Indeed, unless "restrain," as used in subsection (8)(B) has this additional (and historically grounded; see United Transportation Union v. State Bar, 401 U.S. 576, 584 (1971); Hitchman Coal & Coke Co. v. Mitchell, 245 U.S. 229, 261- 62 (1917)) meaning, it would add nothing to subsection (8)(C)(ii)'s use of "explicitly prohibits." Federal statutes must be construed to avoid imputing such redundancy to Congress. See Ratzlaf v. United States, 510 U.S. at 140-41 (criminal statutes should not be construed so that an element is rendered superfluous); Moskal v. United States, 498 U.S. 103, 109-10 (1990); Potter v. United States, 155 U.S. 438, 446 (1894). Accordingly, § 922(g)(8) does not cover a boilerplate order routinely granted in connection with pending divorce proceedings, that is issued without any substantial showing or judicial finding that the defendant actually poses a threat of harassment or injury to his wife or child.

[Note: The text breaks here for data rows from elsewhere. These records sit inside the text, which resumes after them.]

impl<S, C: fmt::Debug> WorkerHandle<S, C> {
    pub fn name(&self) -> &str {
        &self.name
    }

    /// Appends a command for the worker's next tick. Never blocks.
    pub fn enqueue(&self, command: C) -> bool {
        match self.commands.send(Queued::Command(command)) {
            Ok(()) => true,
            Err(err) => {
                warn!(device = %self.name, command = ?err.0, "worker gone, command dropped");
                false
            }
        }
    }

    /// Drops every command queued or retried so far. Commands enqueued after
    /// this call still run.
    pub fn discard_pending(&self) {
        if self.commands.send(Queued::Discard).is_err() {
            debug!(device = %self.name, "worker gone, nothing to discard");
        }
    }

    pub fn snapshot(&self) -> Option<Arc<S>> {
        self.snapshot
            .borrow()
            .as_ref()
            .map(|published| Arc::clone(&published.snapshot))
    }

    pub fn snapshot_age(&self) -> Option<Duration> {
        self.snapshot
            .borrow()
            .as_ref()
            .map(|published| published.received_at.elapsed())
    }

    pub fn subscribe(&self) -> watch::Receiver<Option<Published<S>>> {
        self.snapshot.clone()
    }

    pub fn state(&self) -> WorkerState {
        *self.state.borrow()
    }

    pub fn is_running(&self) -> bool {
        self.shared.running.load(Ordering::Acquire)
    }

    /// Evaluated on every call; requests a reconnect once data goes stale.
    pub fn health(&self) -> Health {
        if !self.is_running() {
            return Health::NotRunning;
        }
        let Some(age) = self.snapshot_age() else {
            return Health::NoData;
        };

        let age_secs = age.as_secs();
        if age > self.config.stale_hard {
            warn!(device = %self.name, age_secs, "no data from device");
            self.request_reconnect();
            return Health::Stale { age_secs };
        }
        if age > self.config.stale_soft {
            warn!(device = %self.name, age_secs, "data lagging, reconnecting");
            self.request_reconnect();
            return Health::Lagging { age_secs };
        }
        Health::Healthy
    }

    pub fn is_healthy(&self) -> bool {
        self.health() == Health::Healthy
    }

    pub fn request_reconnect(&self) {
        self.shared.reconnect.store(true, Ordering::Release);
    }

    /// Idempotent; the worker leaves its loop at the next tick boundary.
    pub fn stop(&self) {
        let changed = self.mode.send_if_modified(|mode| {
            let changed = *mode != RunMode::Stop;
            *mode = RunMode::Stop;
            changed
        });
        if changed {
            info!(device = %self.name, "worker stop requested");
        }
    }

    /// Closes the transport until [`resume`](Self::resume) is called.
    pub fn suspend(&self) {
        self.set_mode(RunMode::Suspend);
    }

    pub fn resume(&self) {
        self.set_mode(RunMode::Run);
    }

    fn set_mode(&self, next: RunMode) {
        self.mode.send_if_modified(|mode| {
            if *mode == RunMode::Stop || *mode == next {
                return false;
            }
            *mode = next;
            true
        });
    }
}

/// The worker side of the channels behind a [`WorkerHandle`].
pub struct WorkerEnds<S, C> {
    commands: mpsc::UnboundedReceiver<Queued<C>>,
    snapshot: watch::Sender<Option<Published<S>>>,
    state: watch::Sender<WorkerState>,
    mode: watch::Receiver<RunMode>,
    shared: Arc<Shared>,
    orphaned: bool,
}

impl<S, C> WorkerEnds<S, C> {
    pub fn publish(&self, snapshot: S) {
        self.snapshot.send_replace(Some(Published {
            snapshot: Arc::new(snapshot),
            received_at: Instant::now(),
        }));
    }

    pub fn set_running(&self, running: bool) {
        self.shared.running.store(running, Ordering::Release);
    }

    pub fn set_state(&self, state: WorkerState) {
        self.state.send_replace(state);
    }

    pub fn mode(&self) -> RunMode {
        if self.orphaned {
            return RunMode::Stop;
        }
        *self.mode.borrow()
    }

    pub fn take_reconnect_request(&self) -> bool {
        self.shared.reconnect.swap(false, Ordering::AcqRel)
    }

    /// Everything queued so far, with discards applied.
    pub fn take_pending(&mut self) -> Pending<C> {
        let mut pending = Pending {
            commands: Vec::new(),
            discard: false,
            dropped: 0,
        };
        while let Ok(queued) = self.commands.try_recv() {
            match queued {
                Queued::Command(command) => pending.commands.push(command),
                Queued::Discard => {
                    pending.discard = true;
                    pending.dropped += pending.commands.len();
                    pending.commands.clear();
                }
            }
        }
        pending
    }

    /// The commands still wanted, oldest first.
    pub fn drain_commands(&mut self) -> Vec<C> {
        self.take_pending().commands
    }

    /// Resolves when the run mode changes or every handle is gone.
    pub async fn mode_changed(&mut self) {
        if self.orphaned || self.mode.changed().await.is_err() {
            self.orphaned = true;
        }
    }
}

It is not premature for this Court to express itself in the context of the present pretrial appeal on this question of statutory construction, for to do so will avoid the necessity of deciding the difficult and novel constitutional issues decided by the court below. See Jones v. United States, 526 U.S.— , 143 L.Ed.2d 311, 119 S.Ct. 1215 (1999). For these reasons, amicus NACDL supports the appellee's position that the order dismissing the indictment should be affirmed.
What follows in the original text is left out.